[Dataset records]
.....
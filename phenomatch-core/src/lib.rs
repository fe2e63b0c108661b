pub mod catalog;
pub mod category;
pub mod embedding;
pub mod error;
pub mod leaderboard;
pub mod ranking;
pub mod similarity;

// Re-export commonly used types
pub use catalog::{Catalog, CatalogEntry, CatalogGroup, DecodeReport};
pub use category::{Category, CategoryGate, Confirm};
pub use embedding::Embedding;
pub use error::{Error, Result};
pub use leaderboard::{Leaderboard, LinkLayout, MatchRecord};
pub use ranking::{rank, CutoffPolicy, RankOptions, RankedResult};
pub use similarity::{score, ScoreReport, ScoredCatalog};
.....
→ **TASK TO COMPLETE**
Exact copies of all the entries above should be returned.

→ **EXERCISE SOLUTION**
filename phenomatch-core/src/lib.rs
repository fe2e63b0c108661b
pub mod catalog;
pub mod category;
pub mod embedding;
pub mod error;
pub mod leaderboard;
pub mod ranking;
pub mod similarity;

// Re-export commonly used types
pub use catalog::{Catalog, CatalogEntry, CatalogGroup, DecodeReport};
pub use category::{Category, CategoryGate, Confirm};
pub use embedding::Embedding;
pub use error::{Error, Result};
pub use leaderboard::{Leaderboard, LinkLayout, MatchRecord};
pub use ranking::{rank, CutoffPolicy, RankOptions, RankedResult};
pub use similarity::{score, ScoreReport, ScoredCatalog};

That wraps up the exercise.